[PROVIDED DATA]
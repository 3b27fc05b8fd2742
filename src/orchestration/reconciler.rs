use std::sync::Arc;
use tracing::{info, warn};

use crate::error::{FulfillmentError, Result};
use crate::filter::CompiledFilter;
use crate::store::RecordStore;

#[derive(Debug, Clone, Copy, PartialEq, Eq)]
pub struct ReconciliationReport {
    pub promised: u64,
    pub live: u64,
    pub difference: u64,
    pub tolerance: u64,
}

/// Compares the promised record count with a fresh de-duplicated count.
///
/// Fails closed: an empty filter or a difference above the tolerance stops the run
/// before anything is exported.
pub struct CountReconciler {
    store: Arc<dyn RecordStore>,
    tolerance: u64,
}

impl CountReconciler {
    pub fn new(store: Arc<dyn RecordStore>, tolerance: u64) -> Self {
        Self { store, tolerance }
    }

    pub async fn reconcile(
        &self,
        filter: &CompiledFilter,
        promised: u64,
    ) -> Result<ReconciliationReport> {
        if filter.is_empty() {
            return Err(FulfillmentError::EmptyFilter);
        }

        let live = self.store.count_distinct(filter).await?;
        let difference = promised.abs_diff(live);

        if difference > self.tolerance {
            warn!(
                promised,
                live,
                difference,
                tolerance = self.tolerance,
                "Live record count drifted beyond tolerance"
            );
            return Err(FulfillmentError::CountMismatch {
                expected: promised,
                actual: live,
                tolerance: self.tolerance,
            });
        }

        info!(promised, live, difference, "Record count reconciled");
        Ok(ReconciliationReport {
            promised,
            live,
            difference,
            tolerance: self.tolerance,
        })
    }
}
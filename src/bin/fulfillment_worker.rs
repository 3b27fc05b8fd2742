//! # Fulfillment Worker
//!
//! Runs the fulfillment worker pool against Postgres: applies migrations, re-queues
//! orders left in `processing` by a previous process, then drains the queue until
//! Ctrl-C.

use anyhow::Context;
use clap::Parser;
use std::path::PathBuf;
use std::sync::Arc;
use tracing::info;

use fulfillment_core::config::FulfillmentConfig;
use fulfillment_core::delivery::{HttpMailer, StripeClient};
use fulfillment_core::logging::init_structured_logging;
use fulfillment_core::orchestration::{FulfillmentOrchestrator, FulfillmentWorkerPool};
use fulfillment_core::store::PgStore;

#[derive(Parser)]
#[command(name = "fulfillment-worker")]
#[command(about = "Fulfill confirmed dataset orders in the background")]
#[command(version = env!("CARGO_PKG_VERSION"))]
pub struct Cli {
    /// TOML configuration file layered over the built-in defaults
    #[arg(short, long)]
    config: Option<PathBuf>,

    /// Override the number of concurrent fulfillment runs
    #[arg(short, long)]
    workers: Option<usize>,

    /// Skip applying database migrations on startup
    #[arg(long)]
    skip_migrations: bool,

    /// Validate configuration and exit
    #[arg(long)]
    check: bool,
}

#[tokio::main]
async fn main() -> anyhow::Result<()> {
    let cli = Cli::parse();

    let mut config = FulfillmentConfig::load(cli.config.as_deref())
        .context("failed to load fulfillment configuration")?;
    if let Some(workers) = cli.workers {
        config.worker.workers = workers;
        config.validate()?;
    }

    if cli.check {
        println!("Configuration OK");
        println!("{}", serde_json::to_string_pretty(&redacted(&config))?);
        return Ok(());
    }

    init_structured_logging();
    let config = Arc::new(config);

    let store = Arc::new(
        PgStore::connect(&config)
            .await
            .context("failed to connect to the database")?,
    );
    if !cli.skip_migrations {
        store.migrate().await.context("failed to apply migrations")?;
    }

    let orchestrator = Arc::new(FulfillmentOrchestrator::new(
        Arc::clone(&config),
        store.clone(),
        store.clone(),
        Arc::new(HttpMailer::new(&config.delivery)?),
        Arc::new(StripeClient::new(&config.payment)?),
    ));

    let pool = FulfillmentWorkerPool::start(orchestrator, store.clone(), &config.worker);
    let recovered = pool.recover_stalled(store.as_ref()).await?;
    info!(recovered, workers = config.worker.workers, "Fulfillment worker running");

    tokio::signal::ctrl_c()
        .await
        .context("failed to listen for shutdown signal")?;
    info!("Shutdown signal received");

    pool.shutdown().await?;
    store.close().await;
    Ok(())
}

/// Copy of the configuration safe to print
fn redacted(config: &FulfillmentConfig) -> FulfillmentConfig {
    let mut shown = config.clone();
    let hide = |value: &mut String| {
        if !value.is_empty() {
            *value = "********".to_string();
        }
    };
    hide(&mut shown.delivery.mail_api_key);
    hide(&mut shown.payment.secret_key);
    if let Some((scheme, rest)) = shown.database_url.split_once("://") {
        if let Some((_, host)) = rest.rsplit_once('@') {
            shown.database_url = format!("{scheme}://********@{host}");
        }
    }
    shown
}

[TASK STATEMENT] Which lines of the entries above contain the string "tracing"? Copy each one.

[SOLUTION FOR THIS TASK]
use tracing::{info, warn};
use tracing::info;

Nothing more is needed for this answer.